→ **Exercise description**: Would you please copy each line of the data in which the string "impl" occurs?

→ **Provided entries**:
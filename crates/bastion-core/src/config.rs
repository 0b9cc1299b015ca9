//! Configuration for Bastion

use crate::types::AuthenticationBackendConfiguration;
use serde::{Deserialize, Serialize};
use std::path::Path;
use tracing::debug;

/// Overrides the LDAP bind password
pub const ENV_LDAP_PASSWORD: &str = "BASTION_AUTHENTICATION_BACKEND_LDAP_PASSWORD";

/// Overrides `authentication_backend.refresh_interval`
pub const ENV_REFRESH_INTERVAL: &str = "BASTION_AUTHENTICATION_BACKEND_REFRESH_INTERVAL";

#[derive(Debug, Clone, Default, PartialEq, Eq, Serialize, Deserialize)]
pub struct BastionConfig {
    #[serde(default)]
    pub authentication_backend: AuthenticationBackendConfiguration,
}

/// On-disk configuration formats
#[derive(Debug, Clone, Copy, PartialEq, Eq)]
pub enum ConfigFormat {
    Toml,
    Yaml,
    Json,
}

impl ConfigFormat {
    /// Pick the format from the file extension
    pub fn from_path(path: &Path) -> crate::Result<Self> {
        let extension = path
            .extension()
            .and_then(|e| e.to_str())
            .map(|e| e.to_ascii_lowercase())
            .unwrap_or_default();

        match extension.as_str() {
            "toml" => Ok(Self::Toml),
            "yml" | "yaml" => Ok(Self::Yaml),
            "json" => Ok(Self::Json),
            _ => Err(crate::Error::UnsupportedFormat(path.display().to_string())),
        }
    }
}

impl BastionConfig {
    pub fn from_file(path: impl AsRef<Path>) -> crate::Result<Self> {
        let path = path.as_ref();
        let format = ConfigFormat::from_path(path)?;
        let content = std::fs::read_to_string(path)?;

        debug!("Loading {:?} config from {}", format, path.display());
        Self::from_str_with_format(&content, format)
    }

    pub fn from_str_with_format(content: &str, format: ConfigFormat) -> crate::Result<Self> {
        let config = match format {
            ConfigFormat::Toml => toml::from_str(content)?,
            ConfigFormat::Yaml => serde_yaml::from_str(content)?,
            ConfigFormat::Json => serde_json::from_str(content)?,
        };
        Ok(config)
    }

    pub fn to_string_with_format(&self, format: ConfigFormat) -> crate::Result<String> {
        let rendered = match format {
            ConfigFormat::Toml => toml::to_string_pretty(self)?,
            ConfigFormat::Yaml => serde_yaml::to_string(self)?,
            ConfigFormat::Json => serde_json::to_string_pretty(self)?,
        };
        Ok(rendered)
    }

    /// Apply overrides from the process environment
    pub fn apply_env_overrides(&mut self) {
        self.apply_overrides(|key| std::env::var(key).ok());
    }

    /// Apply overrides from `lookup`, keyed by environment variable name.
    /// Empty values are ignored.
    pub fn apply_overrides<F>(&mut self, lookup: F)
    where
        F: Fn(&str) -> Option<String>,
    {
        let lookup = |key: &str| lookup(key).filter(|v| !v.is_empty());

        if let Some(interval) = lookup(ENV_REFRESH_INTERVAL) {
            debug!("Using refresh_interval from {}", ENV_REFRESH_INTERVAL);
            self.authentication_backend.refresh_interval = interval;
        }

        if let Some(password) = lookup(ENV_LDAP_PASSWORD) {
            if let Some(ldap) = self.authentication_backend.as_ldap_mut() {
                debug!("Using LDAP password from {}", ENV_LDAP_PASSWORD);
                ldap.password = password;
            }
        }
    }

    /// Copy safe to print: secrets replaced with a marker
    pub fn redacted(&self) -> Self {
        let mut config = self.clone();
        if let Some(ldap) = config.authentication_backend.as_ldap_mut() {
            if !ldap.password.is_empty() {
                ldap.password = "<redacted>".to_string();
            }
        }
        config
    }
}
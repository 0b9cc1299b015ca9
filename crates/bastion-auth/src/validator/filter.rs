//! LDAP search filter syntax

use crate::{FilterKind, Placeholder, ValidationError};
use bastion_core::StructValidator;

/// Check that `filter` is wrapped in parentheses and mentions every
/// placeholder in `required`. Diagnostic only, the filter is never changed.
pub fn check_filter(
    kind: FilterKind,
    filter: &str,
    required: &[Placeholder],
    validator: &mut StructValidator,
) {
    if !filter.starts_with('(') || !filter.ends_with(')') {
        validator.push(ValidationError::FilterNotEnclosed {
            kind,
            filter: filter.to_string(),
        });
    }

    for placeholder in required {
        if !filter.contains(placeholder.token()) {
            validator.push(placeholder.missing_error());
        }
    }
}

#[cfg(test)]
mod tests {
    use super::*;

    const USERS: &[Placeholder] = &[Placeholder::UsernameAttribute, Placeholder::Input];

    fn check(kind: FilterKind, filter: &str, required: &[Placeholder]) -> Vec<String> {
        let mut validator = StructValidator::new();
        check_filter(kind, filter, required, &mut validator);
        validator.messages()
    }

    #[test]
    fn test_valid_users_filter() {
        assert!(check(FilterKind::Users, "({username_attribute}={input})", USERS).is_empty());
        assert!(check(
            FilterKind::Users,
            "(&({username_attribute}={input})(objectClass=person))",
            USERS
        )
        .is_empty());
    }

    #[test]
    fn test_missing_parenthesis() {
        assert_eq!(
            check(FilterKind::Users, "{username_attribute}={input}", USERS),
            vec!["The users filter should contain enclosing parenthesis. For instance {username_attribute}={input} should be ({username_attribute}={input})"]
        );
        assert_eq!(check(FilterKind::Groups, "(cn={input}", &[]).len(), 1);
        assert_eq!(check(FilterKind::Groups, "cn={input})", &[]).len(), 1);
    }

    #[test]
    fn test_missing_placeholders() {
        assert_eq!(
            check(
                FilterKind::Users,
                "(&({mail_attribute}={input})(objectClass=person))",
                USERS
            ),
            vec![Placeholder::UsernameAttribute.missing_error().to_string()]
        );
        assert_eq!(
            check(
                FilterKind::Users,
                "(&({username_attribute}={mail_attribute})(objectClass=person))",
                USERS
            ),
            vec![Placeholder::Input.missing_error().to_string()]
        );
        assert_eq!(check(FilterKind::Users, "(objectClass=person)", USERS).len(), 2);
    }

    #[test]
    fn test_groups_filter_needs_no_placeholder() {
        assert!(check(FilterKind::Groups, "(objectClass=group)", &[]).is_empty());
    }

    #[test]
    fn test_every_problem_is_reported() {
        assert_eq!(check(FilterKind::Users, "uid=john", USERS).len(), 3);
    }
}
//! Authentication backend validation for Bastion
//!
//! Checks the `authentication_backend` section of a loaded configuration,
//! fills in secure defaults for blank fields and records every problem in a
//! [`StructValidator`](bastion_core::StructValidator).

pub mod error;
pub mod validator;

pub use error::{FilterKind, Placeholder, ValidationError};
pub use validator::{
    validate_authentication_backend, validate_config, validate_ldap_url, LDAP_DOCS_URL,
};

→ **Result for this exercise**:
impl ConfigFormat {
impl BastionConfig {
    pub fn from_file(path: impl AsRef<Path>) -> crate::Result<Self> {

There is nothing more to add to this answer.